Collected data
Segment Open
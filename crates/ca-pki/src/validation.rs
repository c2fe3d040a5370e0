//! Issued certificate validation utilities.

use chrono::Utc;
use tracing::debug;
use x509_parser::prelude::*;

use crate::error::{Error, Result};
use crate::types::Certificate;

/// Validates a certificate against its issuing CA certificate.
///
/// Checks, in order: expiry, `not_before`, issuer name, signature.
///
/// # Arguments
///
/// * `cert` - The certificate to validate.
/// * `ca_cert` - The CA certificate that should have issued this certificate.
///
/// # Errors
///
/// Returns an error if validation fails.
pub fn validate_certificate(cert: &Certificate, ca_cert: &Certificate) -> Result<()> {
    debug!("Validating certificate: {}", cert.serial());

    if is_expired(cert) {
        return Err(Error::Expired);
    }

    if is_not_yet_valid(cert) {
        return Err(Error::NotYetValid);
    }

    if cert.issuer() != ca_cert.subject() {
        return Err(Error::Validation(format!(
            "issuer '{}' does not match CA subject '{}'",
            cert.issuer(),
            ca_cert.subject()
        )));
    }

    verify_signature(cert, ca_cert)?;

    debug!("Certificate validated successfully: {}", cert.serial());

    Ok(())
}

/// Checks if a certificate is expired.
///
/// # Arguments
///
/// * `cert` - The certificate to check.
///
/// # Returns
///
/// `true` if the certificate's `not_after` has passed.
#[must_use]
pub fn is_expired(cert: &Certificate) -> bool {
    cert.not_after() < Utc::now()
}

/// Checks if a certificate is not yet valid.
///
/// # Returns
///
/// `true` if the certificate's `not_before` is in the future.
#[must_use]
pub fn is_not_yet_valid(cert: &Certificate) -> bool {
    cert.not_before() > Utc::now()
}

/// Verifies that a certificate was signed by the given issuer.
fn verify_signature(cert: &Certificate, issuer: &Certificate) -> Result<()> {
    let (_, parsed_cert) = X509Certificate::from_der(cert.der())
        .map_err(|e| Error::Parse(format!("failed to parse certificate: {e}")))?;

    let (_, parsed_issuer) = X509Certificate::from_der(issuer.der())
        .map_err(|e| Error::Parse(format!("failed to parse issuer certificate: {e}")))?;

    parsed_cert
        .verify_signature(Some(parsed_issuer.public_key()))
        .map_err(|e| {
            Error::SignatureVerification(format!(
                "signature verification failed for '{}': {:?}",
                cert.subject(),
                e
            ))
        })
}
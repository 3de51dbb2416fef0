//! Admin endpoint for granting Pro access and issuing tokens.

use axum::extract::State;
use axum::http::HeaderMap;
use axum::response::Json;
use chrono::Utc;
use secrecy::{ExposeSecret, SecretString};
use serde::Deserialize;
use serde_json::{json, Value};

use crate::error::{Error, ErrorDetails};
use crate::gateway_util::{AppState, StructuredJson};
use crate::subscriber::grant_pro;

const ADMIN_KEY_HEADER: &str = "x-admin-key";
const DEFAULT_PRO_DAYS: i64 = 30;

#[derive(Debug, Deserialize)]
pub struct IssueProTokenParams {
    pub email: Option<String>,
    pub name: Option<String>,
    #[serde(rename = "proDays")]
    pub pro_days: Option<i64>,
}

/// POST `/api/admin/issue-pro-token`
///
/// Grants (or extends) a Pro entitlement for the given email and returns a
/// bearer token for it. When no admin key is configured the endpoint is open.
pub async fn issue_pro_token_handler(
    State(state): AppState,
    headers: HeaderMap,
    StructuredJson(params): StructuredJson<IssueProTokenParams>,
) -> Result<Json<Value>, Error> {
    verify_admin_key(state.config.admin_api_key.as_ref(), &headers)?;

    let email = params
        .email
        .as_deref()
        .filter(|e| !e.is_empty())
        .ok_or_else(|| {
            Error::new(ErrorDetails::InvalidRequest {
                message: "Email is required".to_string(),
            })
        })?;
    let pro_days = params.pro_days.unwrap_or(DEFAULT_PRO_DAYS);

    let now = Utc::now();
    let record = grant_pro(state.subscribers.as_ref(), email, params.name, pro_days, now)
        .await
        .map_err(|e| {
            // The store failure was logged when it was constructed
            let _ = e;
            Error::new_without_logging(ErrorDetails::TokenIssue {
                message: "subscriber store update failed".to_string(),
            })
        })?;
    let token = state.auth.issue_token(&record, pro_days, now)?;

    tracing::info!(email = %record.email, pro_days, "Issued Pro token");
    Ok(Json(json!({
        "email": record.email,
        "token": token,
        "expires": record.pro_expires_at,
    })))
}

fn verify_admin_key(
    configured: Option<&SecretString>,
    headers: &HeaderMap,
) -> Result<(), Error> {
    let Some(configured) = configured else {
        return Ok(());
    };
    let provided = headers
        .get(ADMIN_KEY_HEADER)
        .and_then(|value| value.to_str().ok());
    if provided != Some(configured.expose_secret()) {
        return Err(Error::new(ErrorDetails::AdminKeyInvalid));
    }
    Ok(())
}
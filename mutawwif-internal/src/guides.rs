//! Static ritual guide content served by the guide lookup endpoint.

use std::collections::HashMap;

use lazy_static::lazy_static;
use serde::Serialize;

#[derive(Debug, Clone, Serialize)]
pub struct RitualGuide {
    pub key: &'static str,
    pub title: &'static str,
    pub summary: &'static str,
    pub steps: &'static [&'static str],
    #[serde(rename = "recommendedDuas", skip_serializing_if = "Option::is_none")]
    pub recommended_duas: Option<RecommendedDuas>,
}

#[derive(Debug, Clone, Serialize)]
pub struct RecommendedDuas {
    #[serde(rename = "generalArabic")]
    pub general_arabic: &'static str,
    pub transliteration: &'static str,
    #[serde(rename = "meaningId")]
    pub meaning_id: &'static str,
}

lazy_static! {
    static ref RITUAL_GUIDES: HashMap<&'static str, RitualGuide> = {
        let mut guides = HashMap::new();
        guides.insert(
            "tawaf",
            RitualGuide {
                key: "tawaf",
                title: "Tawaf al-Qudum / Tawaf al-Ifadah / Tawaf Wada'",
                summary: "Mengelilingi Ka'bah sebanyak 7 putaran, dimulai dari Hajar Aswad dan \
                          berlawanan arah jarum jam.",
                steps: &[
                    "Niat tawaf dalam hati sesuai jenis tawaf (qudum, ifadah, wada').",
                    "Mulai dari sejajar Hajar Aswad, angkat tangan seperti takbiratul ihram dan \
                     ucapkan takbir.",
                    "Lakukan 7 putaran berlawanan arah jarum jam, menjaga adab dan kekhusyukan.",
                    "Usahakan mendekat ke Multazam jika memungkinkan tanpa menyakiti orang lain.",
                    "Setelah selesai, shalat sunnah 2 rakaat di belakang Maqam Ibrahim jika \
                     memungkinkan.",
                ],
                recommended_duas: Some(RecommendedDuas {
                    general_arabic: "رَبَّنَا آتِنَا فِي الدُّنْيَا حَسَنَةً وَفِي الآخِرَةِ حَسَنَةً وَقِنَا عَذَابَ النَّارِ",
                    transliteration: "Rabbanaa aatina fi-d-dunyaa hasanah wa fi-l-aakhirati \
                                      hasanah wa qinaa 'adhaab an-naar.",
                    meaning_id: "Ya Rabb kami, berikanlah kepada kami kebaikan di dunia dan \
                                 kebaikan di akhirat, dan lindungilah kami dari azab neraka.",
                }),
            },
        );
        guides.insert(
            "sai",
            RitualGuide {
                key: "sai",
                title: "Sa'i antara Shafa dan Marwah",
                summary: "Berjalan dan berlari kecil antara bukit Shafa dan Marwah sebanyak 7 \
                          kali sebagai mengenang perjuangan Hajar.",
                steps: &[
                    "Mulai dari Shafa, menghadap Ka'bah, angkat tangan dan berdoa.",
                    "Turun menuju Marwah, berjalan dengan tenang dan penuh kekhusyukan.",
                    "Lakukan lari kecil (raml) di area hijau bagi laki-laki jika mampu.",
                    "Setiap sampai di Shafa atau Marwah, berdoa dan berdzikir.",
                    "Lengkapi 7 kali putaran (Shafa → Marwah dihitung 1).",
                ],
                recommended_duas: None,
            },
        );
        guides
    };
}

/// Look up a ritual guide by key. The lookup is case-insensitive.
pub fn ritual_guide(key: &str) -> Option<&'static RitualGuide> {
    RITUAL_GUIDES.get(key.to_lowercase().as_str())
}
Segment Closed
▸ What needs to be done: Each line of the entries above that includes the string "true" should be copied out.

▸ Solution to the problem:
/// `true` if the certificate's `not_after` has passed.
/// `true` if the certificate's `not_before` is in the future.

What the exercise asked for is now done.